Task description
Transcribe the records in their entirety, exactly as given.

Extracted information
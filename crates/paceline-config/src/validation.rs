// SPDX-FileCopyrightText: 2026 Paceline Contributors
// SPDX-License-Identifier: MIT OR Apache-2.0

//! Post-deserialization validation for configuration values.
//!
//! Covers what serde attributes cannot express: ordered delay ranges,
//! parseable times of day, unique account ids, usable proxy and webhook
//! settings. Account errors are labelled with the account id.

use std::collections::HashMap;

use crate::diagnostic::ConfigError;
use crate::model::{
    AccountConfig, DelayRange, MAX_DELAY_SECS, MAX_MINUTES, PacelineConfig, PhaseDelays,
    parse_time_of_day,
};

const HTTP_METHODS: &[&str] = &["GET", "POST", "PUT", "PATCH", "DELETE", "HEAD"];

/// Checks semantic constraints, collecting every error instead of failing fast.
pub fn validate_config(config: &PacelineConfig) -> Result<(), Vec<ConfigError>> {
    let mut errors = Vec::new();

    if !matches!(
        config.engine.log_level.as_str(),
        "trace" | "debug" | "info" | "warn" | "error"
    ) {
        errors.push(ConfigError::Engine {
            path: "log_level".into(),
            message: format!(
                "must be one of trace, debug, info, warn, error; got `{}`",
                config.engine.log_level
            ),
        });
    }

    let mut first_seen: HashMap<&str, usize> = HashMap::new();
    for (i, account) in config.accounts.iter().enumerate() {
        let id = account.id.trim();
        if !id.is_empty() {
            if let Some(&first) = first_seen.get(id) {
                errors.push(ConfigError::DuplicateAccount {
                    id: id.to_string(),
                    first,
                    second: i,
                });
            } else {
                first_seen.insert(id, i);
            }
        }
        AccountCheck::new(i, account, &mut errors).run();
    }

    into_result(errors)
}

/// Validates one account; also used when accounts are registered at runtime.
pub fn validate_account_config(account: &AccountConfig) -> Result<(), Vec<ConfigError>> {
    let mut errors = Vec::new();
    AccountCheck::new(0, account, &mut errors).run();
    into_result(errors)
}

fn into_result(errors: Vec<ConfigError>) -> Result<(), Vec<ConfigError>> {
    if errors.is_empty() { Ok(()) } else { Err(errors) }
}

struct AccountCheck<'a> {
    label: String,
    account: &'a AccountConfig,
    errors: &'a mut Vec<ConfigError>,
}

impl<'a> AccountCheck<'a> {
    fn new(index: usize, account: &'a AccountConfig, errors: &'a mut Vec<ConfigError>) -> Self {
        let label = match account.id.trim() {
            "" => format!("accounts[{index}]"),
            id => id.to_string(),
        };
        Self {
            label,
            account,
            errors,
        }
    }

    fn fail(&mut self, path: impl Into<String>, message: impl Into<String>) {
        self.errors.push(ConfigError::Account {
            account: self.label.clone(),
            path: path.into(),
            message: message.into(),
        });
    }

    fn run(mut self) {
        let account = self.account;

        if account.id.trim().is_empty() {
            self.fail("id", "must not be empty");
        }

        for (context, phases) in [
            ("first", &account.delays.first),
            ("followup", &account.delays.followup),
            ("group", &account.delays.group),
        ] {
            self.phases(context, phases);
        }

        for (name, value) in [
            ("private_cooldown_minutes", account.private_cooldown_minutes),
            ("group_cooldown_minutes", account.group_cooldown_minutes),
            ("pause_duration_minutes", account.pause_duration_minutes),
            ("auto_warm.idle_minutes", account.auto_warm.idle_minutes),
        ] {
            if !(0.0..=MAX_MINUTES).contains(&value) {
                self.fail(
                    name,
                    format!("must be between 0 and {MAX_MINUTES} minutes, got {value}"),
                );
            }
        }

        if account.pause_after_responses == Some(0) {
            self.fail("pause_after_responses", "must be at least 1 when set");
        }

        if let Some(proxy) = &account.proxy {
            if proxy.ip.trim().is_empty() {
                self.fail("proxy.ip", "must not be empty");
            }
            if proxy.port == 0 {
                self.fail("proxy.port", "must not be 0");
            }
        }

        if let Some(schedule) = &account.schedule {
            for (name, value) in [("start", &schedule.start), ("end", &schedule.end)] {
                if parse_time_of_day(value).is_err() {
                    self.fail(
                        format!("schedule.{name}"),
                        format!("`{value}` is not a valid HH:MM time"),
                    );
                }
            }
        }

        if let Some(webhook) = &account.webhook {
            if webhook.url.trim().is_empty() {
                self.fail("webhook.url", "must not be empty");
            }
            if !HTTP_METHODS.contains(&webhook.method.to_ascii_uppercase().as_str()) {
                self.fail(
                    "webhook.method",
                    format!("`{}` is not a supported HTTP method", webhook.method),
                );
            }
        }
    }

    fn phases(&mut self, context: &str, phases: &PhaseDelays) {
        for (phase, range) in [
            ("read", phases.read),
            ("typing", phases.typing),
            ("response", phases.response),
            ("listen", phases.listen),
        ] {
            if let Some(DelayRange { min, max }) = range
                && !(0.0 <= min && min <= max && max <= MAX_DELAY_SECS)
            {
                self.fail(
                    format!("delays.{context}.{phase}"),
                    format!(
                        "must satisfy 0 <= min <= max <= {MAX_DELAY_SECS}, got min={min} max={max}"
                    ),
                );
            }
        }
    }
}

Your solution
filename crates/paceline-config/src/validation.rs
// SPDX-FileCopyrightText: 2026 Paceline Contributors
// SPDX-License-Identifier: MIT OR Apache-2.0

//! Post-deserialization validation for configuration values.
//!
//! Covers what serde attributes cannot express: ordered delay ranges,
//! parseable times of day, unique account ids, usable proxy and webhook
//! settings. Account errors are labelled with the account id.

use std::collections::HashMap;

use crate::diagnostic::ConfigError;
use crate::model::{
    AccountConfig, DelayRange, MAX_DELAY_SECS, MAX_MINUTES, PacelineConfig, PhaseDelays,
    parse_time_of_day,
};

const HTTP_METHODS: &[&str] = &["GET", "POST", "PUT", "PATCH", "DELETE", "HEAD"];

/// Checks semantic constraints, collecting every error instead of failing fast.
pub fn validate_config(config: &PacelineConfig) -> Result<(), Vec<ConfigError>> {
    let mut errors = Vec::new();

    if !matches!(
        config.engine.log_level.as_str(),
        "trace" | "debug" | "info" | "warn" | "error"
    ) {
        errors.push(ConfigError::Engine {
            path: "log_level".into(),
            message: format!(
                "must be one of trace, debug, info, warn, error; got `{}`",
                config.engine.log_level
            ),
        });
    }

    let mut first_seen: HashMap<&str, usize> = HashMap::new();
    for (i, account) in config.accounts.iter().enumerate() {
        let id = account.id.trim();
        if !id.is_empty() {
            if let Some(&first) = first_seen.get(id) {
                errors.push(ConfigError::DuplicateAccount {
                    id: id.to_string(),
                    first,
                    second: i,
                });
            } else {
                first_seen.insert(id, i);
            }
        }
        AccountCheck::new(i, account, &mut errors).run();
    }

    into_result(errors)
}

/// Validates one account; also used when accounts are registered at runtime.
pub fn validate_account_config(account: &AccountConfig) -> Result<(), Vec<ConfigError>> {
    let mut errors = Vec::new();
    AccountCheck::new(0, account, &mut errors).run();
    into_result(errors)
}

fn into_result(errors: Vec<ConfigError>) -> Result<(), Vec<ConfigError>> {
    if errors.is_empty() { Ok(()) } else { Err(errors) }
}

struct AccountCheck<'a> {
    label: String,
    account: &'a AccountConfig,
    errors: &'a mut Vec<ConfigError>,
}

impl<'a> AccountCheck<'a> {
    fn new(index: usize, account: &'a AccountConfig, errors: &'a mut Vec<ConfigError>) -> Self {
        let label = match account.id.trim() {
            "" => format!("accounts[{index}]"),
            id => id.to_string(),
        };
        Self {
            label,
            account,
            errors,
        }
    }

    fn fail(&mut self, path: impl Into<String>, message: impl Into<String>) {
        self.errors.push(ConfigError::Account {
            account: self.label.clone(),
            path: path.into(),
            message: message.into(),
        });
    }

    fn run(mut self) {
        let account = self.account;

        if account.id.trim().is_empty() {
            self.fail("id", "must not be empty");
        }

        for (context, phases) in [
            ("first", &account.delays.first),
            ("followup", &account.delays.followup),
            ("group", &account.delays.group),
        ] {
            self.phases(context, phases);
        }

        for (name, value) in [
            ("private_cooldown_minutes", account.private_cooldown_minutes),
            ("group_cooldown_minutes", account.group_cooldown_minutes),
            ("pause_duration_minutes", account.pause_duration_minutes),
            ("auto_warm.idle_minutes", account.auto_warm.idle_minutes),
        ] {
            if !(0.0..=MAX_MINUTES).contains(&value) {
                self.fail(
                    name,
                    format!("must be between 0 and {MAX_MINUTES} minutes, got {value}"),
                );
            }
        }

        if account.pause_after_responses == Some(0) {
            self.fail("pause_after_responses", "must be at least 1 when set");
        }

        if let Some(proxy) = &account.proxy {
            if proxy.ip.trim().is_empty() {
                self.fail("proxy.ip", "must not be empty");
            }
            if proxy.port == 0 {
                self.fail("proxy.port", "must not be 0");
            }
        }

        if let Some(schedule) = &account.schedule {
            for (name, value) in [("start", &schedule.start), ("end", &schedule.end)] {
                if parse_time_of_day(value).is_err() {
                    self.fail(
                        format!("schedule.{name}"),
                        format!("`{value}` is not a valid HH:MM time"),
                    );
                }
            }
        }

        if let Some(webhook) = &account.webhook {
            if webhook.url.trim().is_empty() {
                self.fail("webhook.url", "must not be empty");
            }
            if !HTTP_METHODS.contains(&webhook.method.to_ascii_uppercase().as_str()) {
                self.fail(
                    "webhook.method",
                    format!("`{}` is not a supported HTTP method", webhook.method),
                );
            }
        }
    }

    fn phases(&mut self, context: &str, phases: &PhaseDelays) {
        for (phase, range) in [
            ("read", phases.read),
            ("typing", phases.typing),
            ("response", phases.response),
            ("listen", phases.listen),
        ] {
            if let Some(DelayRange { min, max }) = range
                && !(0.0 <= min && min <= max && max <= MAX_DELAY_SECS)
            {
                self.fail(
                    format!("delays.{context}.{phase}"),
                    format!(
                        "must satisfy 0 <= min <= max <= {MAX_DELAY_SECS}, got min={min} max={max}"
                    ),
                );
            }
        }
    }
}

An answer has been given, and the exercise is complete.